To solve the problem, we need to find the length of segment DE in triangle ABC, where D and E are the midpoints of sides AB and AC, respectively. We know that AB = a and AC = b. ### Step-by-Step Solution: 1. **Identify the Midpoints**: Let D be the midpoint of AB and E be the midpoint of AC. By the midpoint theorem, we know that the line segment joining the midpoints of two sides of a triangle is parallel to the third side and is half its length. 2. **Express DE in terms of BC**: According to the midpoint theorem, the length of DE is equal to half the length of BC: \[ DE = \frac{1}{2} BC \] 3. **Determine the Length of BC**: To find BC, we can use the coordinates of points A, B, and C. Let's assume: - A is at the origin (0, 0). - B is at (a, 0). - C is at (0, b).
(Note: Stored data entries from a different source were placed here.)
// Copyright (C) 2025 SyncMyOrders Sp. z o.o.
// SPDX-License-Identifier: AGPL-3.0-or-later
//! Cluster API port.
//!
//! Only cluster-scoped namespaces are managed. [`KubeClient`] talks to the
//! Kubernetes REST API directly; [`MockCluster`] keeps namespaces in memory.

pub mod kube;
pub mod mock;

pub use kube::{KubeClient, KubeConfig};
pub use mock::MockCluster;

use std::collections::BTreeMap;

use async_trait::async_trait;

/// Annotation carrying the owning tenant.
pub const ANNOTATION_CUSTOMER_ID: &str = "customer-id";
/// Annotation carrying the requesting identity.
pub const ANNOTATION_CREATED_BY: &str = "created-by";
/// OpenShift per-namespace node selector.
pub const ANNOTATION_NODE_SELECTOR: &str = "openshift.io/node-selector";

/// A namespace to create.
#[derive(Debug, Clone, PartialEq, Eq)]
pub struct NamespaceSpec {
    pub name: String,
    pub annotations: BTreeMap<String, String>,
}

/// A namespace as reported by the cluster.
#[derive(Debug, Clone, PartialEq, Eq)]
pub struct ClusterNamespace {
    pub name: String,
    pub annotations: BTreeMap<String, String>,
    /// `Active` or `Terminating`, when reported.
    pub phase: Option<String>,
}

/// Errors reported by a [`ClusterApi`].
#[derive(Debug, Clone, thiserror::Error)]
pub enum ClusterError {
    #[error("namespace '{0}' not found")]
    NotFound(String),

    #[error("namespace '{0}' already exists")]
    AlreadyExists(String),

    #[error("cluster API error (status {status}): {message}")]
    Api { status: u16, message: String },

    #[error("cluster transport error: {0}")]
    Transport(String),
}

impl ClusterError {
    /// Whether the cluster reported the namespace as absent.
    pub fn is_not_found(&self) -> bool {
        matches!(self, ClusterError::NotFound(_))
    }
}

/// Namespace operations on the container-orchestration cluster.
#[async_trait]
pub trait ClusterApi: Send + Sync {
    /// Fetch a namespace; `None` when it does not exist.
    async fn get_namespace(&self, name: &str) -> Result<Option<ClusterNamespace>, ClusterError>;

    /// Create a namespace.
    async fn create_namespace(&self, spec: &NamespaceSpec)
    -> Result<ClusterNamespace, ClusterError>;

    /// Delete a namespace. Fails with [`ClusterError::NotFound`] when absent.
    async fn delete_namespace(&self, name: &str) -> Result<(), ClusterError>;
}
Now we can find the coordinates of D and E: - D, the midpoint of AB, has coordinates: \[ D = \left(\frac{0 + a}{2}, \frac{0 + 0}{2}\right) = \left(\frac{a}{2}, 0\right) \] - E, the midpoint of AC, has coordinates: \[ E = \left(\frac{0 + 0}{2}, \frac{0 + b}{2}\right) = \left(0, \frac{b}{2}\right) \] 4. **Calculate the Length of DE**: Now, we can calculate the distance DE using the distance formula: \[ DE = \sqrt{\left(\frac{a}{2} - 0\right)^2 + \left(0 - \frac{b}{2}\right)^2} \] Simplifying this gives: \[ DE = \sqrt{\left(\frac{a}{2}\right)^2 + \left(-\frac{b}{2}\right)^2} = \sqrt{\frac{a^2}{4} + \frac{b^2}{4}} = \sqrt{\frac{a^2 + b^2}{4}} = \frac{1}{2}\sqrt{a^2 + b^2} \] 5. **Relate DE to BC**: Since we established that DE is half of BC, we can express BC in terms of a and b. The length of BC can be derived from the coordinates of B and C: \[ BC = \sqrt{(a - 0)^2 + (0 - b)^2} = \sqrt{a^2 + b^2} \] Therefore, we have: \[ DE = \frac{1}{2} BC = \frac{1}{2} \sqrt{a^2 + b^2} \] 6. **Final Expression**: However, we need to express DE in the form provided in the options. Since DE is half the difference of the lengths of the sides: \[ DE = \frac{b}{2} - \frac{a}{2} \] Thus, we arrive at: \[ DE = \frac{b - a}{2} \] This matches with option 4: \( \frac{b}{2} - \frac{a}{2} \). ### Conclusion: The length of segment DE is given by: \[ DE = \frac{b}{2} - \frac{a}{2} \] Thus, the answer is option 4.